::: GIVEN RECORDS

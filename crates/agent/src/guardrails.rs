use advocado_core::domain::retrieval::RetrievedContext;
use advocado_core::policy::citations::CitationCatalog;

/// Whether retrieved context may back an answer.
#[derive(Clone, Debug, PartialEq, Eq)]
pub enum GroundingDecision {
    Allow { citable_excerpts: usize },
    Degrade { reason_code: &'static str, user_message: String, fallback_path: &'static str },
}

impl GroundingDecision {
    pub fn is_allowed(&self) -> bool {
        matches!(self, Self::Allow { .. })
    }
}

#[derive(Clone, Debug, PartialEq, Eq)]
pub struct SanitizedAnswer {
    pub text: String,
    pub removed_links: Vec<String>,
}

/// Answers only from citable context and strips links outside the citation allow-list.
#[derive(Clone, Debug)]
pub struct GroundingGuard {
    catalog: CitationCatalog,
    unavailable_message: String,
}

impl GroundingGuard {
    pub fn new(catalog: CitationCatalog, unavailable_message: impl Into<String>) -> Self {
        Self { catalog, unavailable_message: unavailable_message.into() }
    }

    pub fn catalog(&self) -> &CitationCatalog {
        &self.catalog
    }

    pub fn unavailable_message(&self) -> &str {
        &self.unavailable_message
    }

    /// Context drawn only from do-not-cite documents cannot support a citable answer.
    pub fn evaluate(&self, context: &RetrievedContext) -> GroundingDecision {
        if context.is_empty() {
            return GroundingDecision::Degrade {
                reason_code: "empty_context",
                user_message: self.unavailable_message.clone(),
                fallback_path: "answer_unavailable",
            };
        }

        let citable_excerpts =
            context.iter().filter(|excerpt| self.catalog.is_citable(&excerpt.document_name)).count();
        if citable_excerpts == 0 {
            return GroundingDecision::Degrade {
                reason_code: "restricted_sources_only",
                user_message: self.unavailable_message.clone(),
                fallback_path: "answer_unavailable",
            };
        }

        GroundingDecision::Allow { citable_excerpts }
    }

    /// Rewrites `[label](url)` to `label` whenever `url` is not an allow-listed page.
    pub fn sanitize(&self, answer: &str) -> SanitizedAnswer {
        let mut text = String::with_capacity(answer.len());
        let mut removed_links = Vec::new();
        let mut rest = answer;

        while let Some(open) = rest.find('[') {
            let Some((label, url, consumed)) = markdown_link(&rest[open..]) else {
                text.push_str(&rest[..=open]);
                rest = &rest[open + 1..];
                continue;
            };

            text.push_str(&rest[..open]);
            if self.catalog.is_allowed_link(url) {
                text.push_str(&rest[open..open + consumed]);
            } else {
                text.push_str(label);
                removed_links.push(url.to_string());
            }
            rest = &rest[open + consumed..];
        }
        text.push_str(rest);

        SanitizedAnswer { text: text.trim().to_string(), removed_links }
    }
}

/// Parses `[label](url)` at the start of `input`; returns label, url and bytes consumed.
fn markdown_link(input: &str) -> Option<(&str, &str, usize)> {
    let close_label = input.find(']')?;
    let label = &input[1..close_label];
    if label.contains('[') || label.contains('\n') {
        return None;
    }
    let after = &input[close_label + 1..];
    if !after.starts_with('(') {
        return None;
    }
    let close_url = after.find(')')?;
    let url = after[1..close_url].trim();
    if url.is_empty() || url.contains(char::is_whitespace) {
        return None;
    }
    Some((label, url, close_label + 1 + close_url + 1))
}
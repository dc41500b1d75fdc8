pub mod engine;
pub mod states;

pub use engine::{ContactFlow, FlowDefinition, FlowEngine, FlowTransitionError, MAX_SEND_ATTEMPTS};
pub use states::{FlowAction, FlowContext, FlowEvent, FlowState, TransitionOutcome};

::::::

Set down all of the lines above without altering a word.

filename crates/agent/src/guardrails.rs
use advocado_core::domain::retrieval::RetrievedContext;
use advocado_core::policy::citations::CitationCatalog;

/// Whether retrieved context may back an answer.
#[derive(Clone, Debug, PartialEq, Eq)]
pub enum GroundingDecision {
    Allow { citable_excerpts: usize },
    Degrade { reason_code: &'static str, user_message: String, fallback_path: &'static str },
}

impl GroundingDecision {
    pub fn is_allowed(&self) -> bool {
        matches!(self, Self::Allow { .. })
    }
}

#[derive(Clone, Debug, PartialEq, Eq)]
pub struct SanitizedAnswer {
    pub text: String,
    pub removed_links: Vec<String>,
}

/// Answers only from citable context and strips links outside the citation allow-list.
#[derive(Clone, Debug)]
pub struct GroundingGuard {
    catalog: CitationCatalog,
    unavailable_message: String,
}

impl GroundingGuard {
    pub fn new(catalog: CitationCatalog, unavailable_message: impl Into<String>) -> Self {
        Self { catalog, unavailable_message: unavailable_message.into() }
    }

    pub fn catalog(&self) -> &CitationCatalog {
        &self.catalog
    }

    pub fn unavailable_message(&self) -> &str {
        &self.unavailable_message
    }

    /// Context drawn only from do-not-cite documents cannot support a citable answer.
    pub fn evaluate(&self, context: &RetrievedContext) -> GroundingDecision {
        if context.is_empty() {
            return GroundingDecision::Degrade {
                reason_code: "empty_context",
                user_message: self.unavailable_message.clone(),
                fallback_path: "answer_unavailable",
            };
        }

        let citable_excerpts =
            context.iter().filter(|excerpt| self.catalog.is_citable(&excerpt.document_name)).count();
        if citable_excerpts == 0 {
            return GroundingDecision::Degrade {
                reason_code: "restricted_sources_only",
                user_message: self.unavailable_message.clone(),
                fallback_path: "answer_unavailable",
            };
        }

        GroundingDecision::Allow { citable_excerpts }
    }

    /// Rewrites `[label](url)` to `label` whenever `url` is not an allow-listed page.
    pub fn sanitize(&self, answer: &str) -> SanitizedAnswer {
        let mut text = String::with_capacity(answer.len());
        let mut removed_links = Vec::new();
        let mut rest = answer;

        while let Some(open) = rest.find('[') {
            let Some((label, url, consumed)) = markdown_link(&rest[open..]) else {
                text.push_str(&rest[..=open]);
                rest = &rest[open + 1..];
                continue;
            };

            text.push_str(&rest[..open]);
            if self.catalog.is_allowed_link(url) {
                text.push_str(&rest[open..open + consumed]);
            } else {
                text.push_str(label);
                removed_links.push(url.to_string());
            }
            rest = &rest[open + consumed..];
        }
        text.push_str(rest);

        SanitizedAnswer { text: text.trim().to_string(), removed_links }
    }
}

/// Parses `[label](url)` at the start of `input`; returns label, url and bytes consumed.
fn markdown_link(input: &str) -> Option<(&str, &str, usize)> {
    let close_label = input.find(']')?;
    let label = &input[1..close_label];
    if label.contains('[') || label.contains('\n') {
        return None;
    }
    let after = &input[close_label + 1..];
    if !after.starts_with('(') {
        return None;
    }
    let close_url = after.find(')')?;
    let url = after[1..close_url].trim();
    if url.is_empty() || url.contains(char::is_whitespace) {
        return None;
    }
    Some((label, url, close_label + 1 + close_url + 1))
}
repository dc41500b1d75fdc8
pub mod engine;
pub mod states;

pub use engine::{ContactFlow, FlowDefinition, FlowEngine, FlowTransitionError, MAX_SEND_ATTEMPTS};
pub use states::{FlowAction, FlowContext, FlowEvent, FlowState, TransitionOutcome};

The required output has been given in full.